Statins are a class of molecules that inhibit HMG CoA reductase. They are usually prescribed as a lipid lowering medication. However, there is accumulating evidence that statins have multiple secondary effects both related and unrelated to their lipid-lowering effect. This narrative review of the literature aims to provide the reader with information from clinical studies related to the effect of statin and statins' potential use in patients with liver diseases. In patients with advanced liver disease due to any etiology, statins exhibit an antifibrotic effect possibly through the prevention of hepatic sinusoidal microthrombosis. Two randomized controlled trials confirmed that statins decrease hepatic vein pressure gradient in patients with portal hypertension and improve the survival of patients after variceal bleeding. Lower rates of infections were observed in patients with cirrhosis who received statin treatment. Statins decrease the risk of hepatocellular carcinoma (HCC) in patients with advanced liver disease in general but particularly in patients with chronic hepatitis B and C. Statins in patients with chronic hepatitis C likely increase the virological response to the treatment with pegylated interferon and ribavirin and have the potential to decrease the rate of fibrosis. Finally, data from randomized controlled trials also confirmed that the addition of statin prolongs the survival of patients with advanced HCC even more than sorafenib. Statins are a very promising group of drugs especially in patients with liver disease, where therapeutic options can often be limited. Some indications, such as the prevention of re-bleeding from esophageal varices and the palliative treatment of HCC have been proven through randomized controlled trials, while additional indications still need to be confirmed through prospective studies.

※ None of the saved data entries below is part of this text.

//! tally-dump: print stored records straight from the durable backends.
//!
//! ```text
//! tally-dump -f /tmp/metrics-db.json PollCount:counter Alloc:gauge
//! ```
//!
//! One JSON line per matching record on stdout. No server is started and
//! no records are written.

use std::io::Write;
use std::path::PathBuf;

use anyhow::{Context, bail};
use clap::Parser;
use tracing_subscriber::EnvFilter;

use tally_core::{Metric, MetricKey};
use tally_store::{FileSnapshot, PgStore};

#[derive(Parser, Debug)]
#[command(name = "tally-dump", version, about = "Print stored tally metrics")]
struct Cli {
    /// Snapshot file to scan
    #[arg(short = 'f', long, env = "FILE_STORAGE_PATH")]
    file_storage_path: Option<PathBuf>,

    /// Postgres connection string to query
    #[arg(short = 'd', long, env = "DATABASE_DSN")]
    database_dsn: Option<String>,

    /// Keys to print, as `id:type`
    #[arg(required = true)]
    keys: Vec<MetricKey>,
}

#[tokio::main]
async fn main() -> anyhow::Result<()> {
    tracing_subscriber::fmt()
        .with_env_filter(
            EnvFilter::try_from_default_env().unwrap_or_else(|_| EnvFilter::new("warn")),
        )
        .with_writer(std::io::stderr)
        .init();

    let cli = Cli::parse();
    let file = cli
        .file_storage_path
        .filter(|p| !p.as_os_str().is_empty());
    let dsn = cli.database_dsn.filter(|d| !d.trim().is_empty());
    if file.is_none() && dsn.is_none() {
        bail!("nothing to read: pass -f and/or -d");
    }

    let mut records: Vec<Metric> = Vec::new();
    if let Some(path) = file {
        let snapshot = FileSnapshot::new(&path);
        records.extend(
            snapshot
                .filter(&cli.keys)
                .await
                .with_context(|| format!("reading {}", path.display()))?,
        );
    }
    if let Some(dsn) = dsn {
        let db = PgStore::connect(&dsn).await.context("connecting to postgres")?;
        records.extend(db.filter(&cli.keys).await.context("querying postgres")?);
    }

    let mut out = std::io::stdout().lock();
    for m in &records {
        serde_json::to_writer(&mut out, m)?;
        writeln!(out)?;
    }
    Ok(())
}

Keywords: Cirrhosis; Esophageal varices; Hepatitis; Hepatocellular carcinoma; Statins.

Figure 1

Association between total cholesterol and hepatitis B virus DNA load[43]. With permission from Elsevier. HBV: Hepatitis B virus.

Figure 2

Dotplots for vFW: Ag according to fibrosis stage showing mean values and IQR. ^bP < 0.001 for all fibrosis stages, F3 vs F4 ^dP < 0.0001[54]. With permission from John Wiley and sons.

Figure 3

Receiver operating characteristics curves for vWF:Ag, VITRO score and FORNS in the diagnosis of cirrhosis (F4). AUC vWF:Ag = 0.835, VITRO score = 0.893 and FORNS = 0.874 (P = NS)[54]. With permission from John Wiley and sons.

Figure 4

Pathogenesis of hepatocellular carcinoma and targets for chemopreventive agents. Tyrosin kinase associated receptor pathways induce MAPK and PI3K-Akt kinase pathways in > 50% of HCCs. The resulting disruption of the mTOR pathwayh is seen in 40%-50% of cases of HCC, leading to inactivation of tumour suppressors such as PTEN. Statins block post-translational prenylation of Ras/Raf proteins, inhibit the activation of the proteasome pathway, limiting the degradation of the cyclin-dependent kinase inhibitors p21 and p27, and block Myc phosphorylation. Metformin activates AMPK, which inhibits the mTOR pathway. Thiazolidinediones inhibit the ubiquitin-proteasome system and extracellular signal-regulated kinase pathway. Insulin and sulphonylureas might promote hepatocarcinogenesis by increasing IGFR1 activity, enhancing growth-factor-dependent cell proliferation. AMPK: Adenosine monophosphate-activated protein kinase; HCC: Hepatocellular carcinoma; IGFR1: Insulin-like growth factor receptor 1; IR: Insulin receptor; MAPK: Ras mitogenactivated protein kinase; mTOR: Mammalian target of rapamycin; PI3K: Phosphatidylinositol 3-kinase; PPAR-γ: Peroxisome proliferator activated receptor γ[75]. With permission from Nature publishing group.

Figure 5

Overall meta-analysis of statin use and liver cancer risk[86].